Sônia Braga e sua "volta triunfal", Sandy & Junior ("os irmãos mais poderosos do Brasil") e Caetano Veloso "obsceno e visceral como um adolescente" são o retrato daquilo que importa. Nada mais importa, na verdade, mas RG Vogue ainda nos mostrou:

- a pizzaria mais glamorosa (sic) do Rio que lavava dinheiro
- os gurus e futurólogos dos brasileiros poderosos
- a balada predileta de Madonna
- a viúva mais odiada do rock
- as musas inspiradoras dos principais estilistas
- as duas novas musas da tela global
- a música secreta que Franz Ferdinand gravou no Brasil
- as dez modelos negras que mudaram a moda
- Marcos Mion pelado e sem pudor
Adjetivos, como se percebe, são o que há. Por falar no Veloso visceral e adolescente, não sei se RG Vogue transcreveu alguma música do álbum Cê. De qualquer maneira, eu faço o serviço e mostro pra vocês um pedacinho de "Outro", produção do querido baiano.

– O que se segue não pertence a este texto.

//! Docshift Migration CLI Tool
//!
//! Command-line interface for managing document-store migrations.
//! Applications with compiled-in migrations call `docshift_migrate::run`
//! from their own binary instead.

use docshift::migration::{MigrationHooks, MigrationRegistry};
use std::process::ExitCode;

fn main() -> ExitCode {
    docshift_migrate::run(MigrationRegistry::new(), MigrationHooks::default())
}
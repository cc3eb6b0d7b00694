//! Migration trait definition

use crate::executor::{Database, DocError};
use std::fmt;
use std::path::PathBuf;
use std::sync::Arc;

/// Trait that all migrations must implement
///
/// Each migration file defines one or more structs implementing this trait
/// with `up()` and `down()` methods for applying and undoing the change.
///
/// Note: Docshift runs on coroutines (may runtime), so these methods are
/// synchronous. Blocking I/O inside them yields to the scheduler.
pub trait Migration: Send + Sync {
    /// Apply the migration (forward migration)
    fn up(&self, db: &Database) -> Result<(), DocError>;

    /// Undo the migration (reverse migration)
    fn down(&self, db: &Database) -> Result<(), DocError>;
}

/// Direction for migration execution
#[derive(Debug, Clone, Copy, PartialEq, Eq)]
pub enum MigrationDirection {
    /// Apply the migration (up)
    Up,
    /// Undo the migration (down)
    Down,
}

impl fmt::Display for MigrationDirection {
    fn fmt(&self, f: &mut fmt::Formatter<'_>) -> fmt::Result {
        match self {
            MigrationDirection::Up => f.write_str("up"),
            MigrationDirection::Down => f.write_str("down"),
        }
    }
}

/// A migration loaded from a file, ready to run
///
/// Constructed fresh on every load and discarded after the run.
#[derive(Clone)]
pub struct MigrationDefinition {
    /// Absolute path of the source file
    pub file: PathBuf,
    /// Name of the exported migration, unique within its file
    pub class_name: String,
    pub instance: Arc<dyn Migration>,
}

impl fmt::Debug for MigrationDefinition {
    fn fmt(&self, f: &mut fmt::Formatter<'_>) -> fmt::Result {
        f.debug_struct("MigrationDefinition")
            .field("file", &self.file)
            .field("class_name", &self.class_name)
            .finish_non_exhaustive()
    }
}

impl MigrationDefinition {
    pub fn new(file: PathBuf, class_name: impl Into<String>, instance: Arc<dyn Migration>) -> Self {
        Self {
            file,
            class_name: class_name.into(),
            instance,
        }
    }

    /// Run the migration in `direction`
    ///
    /// # Errors
    ///
    /// Returns the migration's own `DocError` unchanged.
    pub fn run(&self, db: &Database, direction: MigrationDirection) -> Result<(), DocError> {
        match direction {
            MigrationDirection::Up => self.instance.up(db),
            MigrationDirection::Down => self.instance.down(db),
        }
    }
}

Você nem vai me reconhecer
quando eu passar por você
de cara alegre e cruel
feliz e mau como um pau duro
Gente, essa revista é um escândalo. E Caê se jogou nesse novo CD com cheirinho de Nirvana, hein? Vê só o que ele disse: "Há ecos melódicos conscientes dos Smiths em 'Eu Sou Neguinha'". Vai lá, neguinha!